» **How to complete this task**:
Count every line in the following listing that contains "exhausted", then report that count with nothing added.

» **Dataset records**:
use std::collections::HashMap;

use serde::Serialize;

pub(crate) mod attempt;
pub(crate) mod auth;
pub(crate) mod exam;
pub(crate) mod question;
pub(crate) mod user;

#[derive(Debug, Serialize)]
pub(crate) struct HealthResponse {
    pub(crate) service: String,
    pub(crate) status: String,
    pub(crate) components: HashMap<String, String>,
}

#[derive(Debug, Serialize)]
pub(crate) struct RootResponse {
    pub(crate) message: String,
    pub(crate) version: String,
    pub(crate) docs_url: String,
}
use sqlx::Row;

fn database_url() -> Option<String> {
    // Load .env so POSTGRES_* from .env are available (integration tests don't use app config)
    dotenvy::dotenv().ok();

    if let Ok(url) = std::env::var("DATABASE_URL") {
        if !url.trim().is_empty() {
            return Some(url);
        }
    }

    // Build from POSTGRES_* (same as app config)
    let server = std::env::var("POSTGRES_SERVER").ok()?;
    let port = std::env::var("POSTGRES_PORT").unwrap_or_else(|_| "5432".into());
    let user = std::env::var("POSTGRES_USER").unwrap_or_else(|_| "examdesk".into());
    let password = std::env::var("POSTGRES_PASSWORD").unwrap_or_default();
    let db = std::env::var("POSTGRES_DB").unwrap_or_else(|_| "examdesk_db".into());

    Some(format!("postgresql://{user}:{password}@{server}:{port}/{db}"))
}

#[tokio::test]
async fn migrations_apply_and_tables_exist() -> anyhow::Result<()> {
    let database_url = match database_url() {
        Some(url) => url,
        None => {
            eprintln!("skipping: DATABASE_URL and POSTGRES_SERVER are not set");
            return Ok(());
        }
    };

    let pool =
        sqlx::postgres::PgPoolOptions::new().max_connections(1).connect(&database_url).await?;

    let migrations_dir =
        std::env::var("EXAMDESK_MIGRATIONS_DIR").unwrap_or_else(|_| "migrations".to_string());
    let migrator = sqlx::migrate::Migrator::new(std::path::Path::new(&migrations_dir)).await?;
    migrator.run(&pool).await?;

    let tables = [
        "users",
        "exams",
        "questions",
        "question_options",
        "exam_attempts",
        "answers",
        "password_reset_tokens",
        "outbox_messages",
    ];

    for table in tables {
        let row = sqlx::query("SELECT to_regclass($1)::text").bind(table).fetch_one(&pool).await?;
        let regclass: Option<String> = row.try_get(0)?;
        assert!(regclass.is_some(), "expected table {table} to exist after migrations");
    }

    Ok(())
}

--

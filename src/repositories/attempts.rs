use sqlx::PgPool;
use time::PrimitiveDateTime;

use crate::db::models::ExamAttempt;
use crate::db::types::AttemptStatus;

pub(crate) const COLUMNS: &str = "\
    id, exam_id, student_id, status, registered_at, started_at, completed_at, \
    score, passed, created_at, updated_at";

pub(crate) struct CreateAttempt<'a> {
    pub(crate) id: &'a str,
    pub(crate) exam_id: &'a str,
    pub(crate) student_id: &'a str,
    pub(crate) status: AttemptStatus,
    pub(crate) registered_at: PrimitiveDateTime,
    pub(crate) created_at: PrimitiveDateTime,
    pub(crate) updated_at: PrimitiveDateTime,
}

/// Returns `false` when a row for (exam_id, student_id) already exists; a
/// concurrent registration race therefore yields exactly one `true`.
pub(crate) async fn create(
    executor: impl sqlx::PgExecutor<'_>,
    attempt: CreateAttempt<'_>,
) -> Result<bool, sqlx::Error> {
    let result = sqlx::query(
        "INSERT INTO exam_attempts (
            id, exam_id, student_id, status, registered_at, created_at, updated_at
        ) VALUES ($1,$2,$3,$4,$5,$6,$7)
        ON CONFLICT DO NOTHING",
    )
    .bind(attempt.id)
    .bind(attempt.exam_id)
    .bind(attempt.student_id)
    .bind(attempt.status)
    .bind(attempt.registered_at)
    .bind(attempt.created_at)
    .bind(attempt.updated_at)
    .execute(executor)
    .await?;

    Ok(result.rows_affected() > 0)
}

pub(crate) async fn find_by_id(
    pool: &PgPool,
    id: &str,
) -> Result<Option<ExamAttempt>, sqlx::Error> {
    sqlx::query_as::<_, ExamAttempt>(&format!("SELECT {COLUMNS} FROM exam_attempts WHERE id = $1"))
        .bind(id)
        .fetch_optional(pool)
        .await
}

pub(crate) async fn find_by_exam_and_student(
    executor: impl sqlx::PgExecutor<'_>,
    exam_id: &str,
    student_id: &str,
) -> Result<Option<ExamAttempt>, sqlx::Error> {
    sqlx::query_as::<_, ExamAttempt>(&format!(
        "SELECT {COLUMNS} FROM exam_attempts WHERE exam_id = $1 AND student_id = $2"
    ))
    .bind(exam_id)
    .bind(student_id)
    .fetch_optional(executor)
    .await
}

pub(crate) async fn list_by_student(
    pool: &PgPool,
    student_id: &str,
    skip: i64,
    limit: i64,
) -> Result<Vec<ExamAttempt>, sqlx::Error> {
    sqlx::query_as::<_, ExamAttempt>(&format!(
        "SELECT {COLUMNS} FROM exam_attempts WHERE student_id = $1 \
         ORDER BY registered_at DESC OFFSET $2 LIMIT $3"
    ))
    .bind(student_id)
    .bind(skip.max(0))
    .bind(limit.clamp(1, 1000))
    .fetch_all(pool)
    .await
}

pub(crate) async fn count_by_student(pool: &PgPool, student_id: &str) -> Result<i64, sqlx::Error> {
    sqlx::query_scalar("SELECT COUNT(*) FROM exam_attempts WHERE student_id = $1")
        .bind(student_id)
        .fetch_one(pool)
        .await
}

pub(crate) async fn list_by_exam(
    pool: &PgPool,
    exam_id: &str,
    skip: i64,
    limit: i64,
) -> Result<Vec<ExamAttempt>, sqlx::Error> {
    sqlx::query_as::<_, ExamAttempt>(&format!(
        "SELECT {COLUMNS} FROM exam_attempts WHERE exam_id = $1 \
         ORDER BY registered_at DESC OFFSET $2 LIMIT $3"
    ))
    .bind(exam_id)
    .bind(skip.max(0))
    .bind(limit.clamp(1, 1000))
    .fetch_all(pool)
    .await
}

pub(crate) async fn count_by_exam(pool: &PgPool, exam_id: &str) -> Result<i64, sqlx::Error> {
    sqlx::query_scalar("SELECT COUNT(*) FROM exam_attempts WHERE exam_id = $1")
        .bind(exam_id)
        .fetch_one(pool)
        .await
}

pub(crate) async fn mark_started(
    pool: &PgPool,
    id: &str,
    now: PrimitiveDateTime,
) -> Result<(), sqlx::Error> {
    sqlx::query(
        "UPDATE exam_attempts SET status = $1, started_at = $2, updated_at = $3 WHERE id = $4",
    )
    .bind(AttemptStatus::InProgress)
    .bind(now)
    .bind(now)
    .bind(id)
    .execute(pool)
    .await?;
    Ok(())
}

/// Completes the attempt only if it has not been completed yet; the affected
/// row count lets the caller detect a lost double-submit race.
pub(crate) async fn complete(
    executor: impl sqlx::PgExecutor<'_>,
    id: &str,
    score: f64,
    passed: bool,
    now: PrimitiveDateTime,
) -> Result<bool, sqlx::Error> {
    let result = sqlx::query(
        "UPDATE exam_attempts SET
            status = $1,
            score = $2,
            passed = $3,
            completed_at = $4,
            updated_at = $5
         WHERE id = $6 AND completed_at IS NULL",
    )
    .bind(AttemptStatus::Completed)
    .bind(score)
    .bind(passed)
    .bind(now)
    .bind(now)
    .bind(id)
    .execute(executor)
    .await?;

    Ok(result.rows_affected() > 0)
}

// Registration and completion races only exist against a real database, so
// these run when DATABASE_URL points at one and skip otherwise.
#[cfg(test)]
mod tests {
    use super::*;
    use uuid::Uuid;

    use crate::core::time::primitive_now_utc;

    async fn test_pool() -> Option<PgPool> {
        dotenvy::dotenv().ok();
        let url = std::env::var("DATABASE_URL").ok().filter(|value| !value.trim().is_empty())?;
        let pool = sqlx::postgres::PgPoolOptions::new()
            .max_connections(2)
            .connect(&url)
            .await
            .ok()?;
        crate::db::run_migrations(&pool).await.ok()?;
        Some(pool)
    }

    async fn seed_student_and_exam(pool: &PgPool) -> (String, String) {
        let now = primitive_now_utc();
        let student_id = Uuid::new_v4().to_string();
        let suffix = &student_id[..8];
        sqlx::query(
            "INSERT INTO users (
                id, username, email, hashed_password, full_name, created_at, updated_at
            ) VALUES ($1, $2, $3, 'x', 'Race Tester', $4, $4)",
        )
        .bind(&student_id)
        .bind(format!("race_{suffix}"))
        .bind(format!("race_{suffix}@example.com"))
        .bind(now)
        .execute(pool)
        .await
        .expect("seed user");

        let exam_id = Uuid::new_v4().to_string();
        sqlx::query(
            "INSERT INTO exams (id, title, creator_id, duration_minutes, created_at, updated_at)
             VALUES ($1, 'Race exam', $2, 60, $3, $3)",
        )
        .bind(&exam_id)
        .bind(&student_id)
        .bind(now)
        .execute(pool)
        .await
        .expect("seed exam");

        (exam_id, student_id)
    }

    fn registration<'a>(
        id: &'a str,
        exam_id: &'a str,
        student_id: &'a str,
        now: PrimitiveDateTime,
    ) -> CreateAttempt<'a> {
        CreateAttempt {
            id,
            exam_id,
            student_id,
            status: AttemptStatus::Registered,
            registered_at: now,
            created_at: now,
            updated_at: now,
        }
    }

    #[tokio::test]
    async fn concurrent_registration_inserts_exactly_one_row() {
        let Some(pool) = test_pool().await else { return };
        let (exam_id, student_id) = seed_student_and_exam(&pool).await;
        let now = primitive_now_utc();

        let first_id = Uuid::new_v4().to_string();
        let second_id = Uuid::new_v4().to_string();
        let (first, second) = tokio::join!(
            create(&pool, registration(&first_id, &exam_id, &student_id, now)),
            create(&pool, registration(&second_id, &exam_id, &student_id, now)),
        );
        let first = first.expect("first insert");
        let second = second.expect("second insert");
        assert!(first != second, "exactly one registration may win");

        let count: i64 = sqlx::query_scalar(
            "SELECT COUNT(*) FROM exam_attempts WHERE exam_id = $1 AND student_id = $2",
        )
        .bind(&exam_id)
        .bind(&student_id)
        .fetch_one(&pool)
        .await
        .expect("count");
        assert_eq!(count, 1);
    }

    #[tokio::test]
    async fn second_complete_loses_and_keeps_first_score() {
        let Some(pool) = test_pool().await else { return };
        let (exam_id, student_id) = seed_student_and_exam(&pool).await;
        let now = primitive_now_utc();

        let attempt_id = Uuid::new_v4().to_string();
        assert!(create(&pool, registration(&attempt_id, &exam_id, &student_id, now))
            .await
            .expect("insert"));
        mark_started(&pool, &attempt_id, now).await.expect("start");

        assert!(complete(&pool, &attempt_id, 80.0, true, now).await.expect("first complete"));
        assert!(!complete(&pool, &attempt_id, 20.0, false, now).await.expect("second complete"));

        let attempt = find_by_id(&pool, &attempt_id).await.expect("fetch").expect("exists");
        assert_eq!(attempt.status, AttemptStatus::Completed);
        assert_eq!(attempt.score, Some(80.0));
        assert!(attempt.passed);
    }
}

* * *

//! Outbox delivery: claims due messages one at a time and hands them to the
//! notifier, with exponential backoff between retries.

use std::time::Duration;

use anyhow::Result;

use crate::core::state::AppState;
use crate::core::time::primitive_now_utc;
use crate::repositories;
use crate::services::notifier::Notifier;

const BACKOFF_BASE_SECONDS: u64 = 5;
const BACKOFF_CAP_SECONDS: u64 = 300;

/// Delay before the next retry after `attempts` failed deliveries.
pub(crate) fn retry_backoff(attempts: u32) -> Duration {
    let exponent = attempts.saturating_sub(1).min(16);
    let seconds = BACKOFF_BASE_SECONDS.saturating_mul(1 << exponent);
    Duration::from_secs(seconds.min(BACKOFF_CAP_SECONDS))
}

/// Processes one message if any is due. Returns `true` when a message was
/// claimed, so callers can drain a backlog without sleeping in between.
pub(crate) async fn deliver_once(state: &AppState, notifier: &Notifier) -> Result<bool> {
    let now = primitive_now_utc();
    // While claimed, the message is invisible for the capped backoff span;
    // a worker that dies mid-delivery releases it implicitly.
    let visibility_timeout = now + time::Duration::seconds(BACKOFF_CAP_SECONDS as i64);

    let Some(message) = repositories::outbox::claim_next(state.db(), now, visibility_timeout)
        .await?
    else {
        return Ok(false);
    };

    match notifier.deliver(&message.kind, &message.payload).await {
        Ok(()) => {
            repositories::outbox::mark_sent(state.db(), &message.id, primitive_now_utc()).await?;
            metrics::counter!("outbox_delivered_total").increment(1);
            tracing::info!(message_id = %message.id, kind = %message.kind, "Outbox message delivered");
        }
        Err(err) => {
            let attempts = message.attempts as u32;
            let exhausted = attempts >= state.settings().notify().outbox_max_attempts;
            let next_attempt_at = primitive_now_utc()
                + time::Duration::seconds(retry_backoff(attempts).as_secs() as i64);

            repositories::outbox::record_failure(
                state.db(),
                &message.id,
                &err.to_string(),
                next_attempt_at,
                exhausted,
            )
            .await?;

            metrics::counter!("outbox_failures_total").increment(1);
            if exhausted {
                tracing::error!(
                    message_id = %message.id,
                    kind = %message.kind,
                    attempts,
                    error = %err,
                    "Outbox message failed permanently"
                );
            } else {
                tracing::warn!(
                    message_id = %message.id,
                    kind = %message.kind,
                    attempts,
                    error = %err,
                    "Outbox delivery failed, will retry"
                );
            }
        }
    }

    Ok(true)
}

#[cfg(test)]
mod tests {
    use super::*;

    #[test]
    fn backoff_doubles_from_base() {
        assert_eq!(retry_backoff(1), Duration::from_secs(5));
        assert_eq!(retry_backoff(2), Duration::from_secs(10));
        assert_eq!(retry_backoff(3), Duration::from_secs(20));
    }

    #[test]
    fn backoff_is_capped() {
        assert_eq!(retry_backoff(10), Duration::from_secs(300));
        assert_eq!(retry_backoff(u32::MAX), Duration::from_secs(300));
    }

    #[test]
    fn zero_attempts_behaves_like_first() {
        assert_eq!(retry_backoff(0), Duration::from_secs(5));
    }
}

» **Reply to the exercise**:
3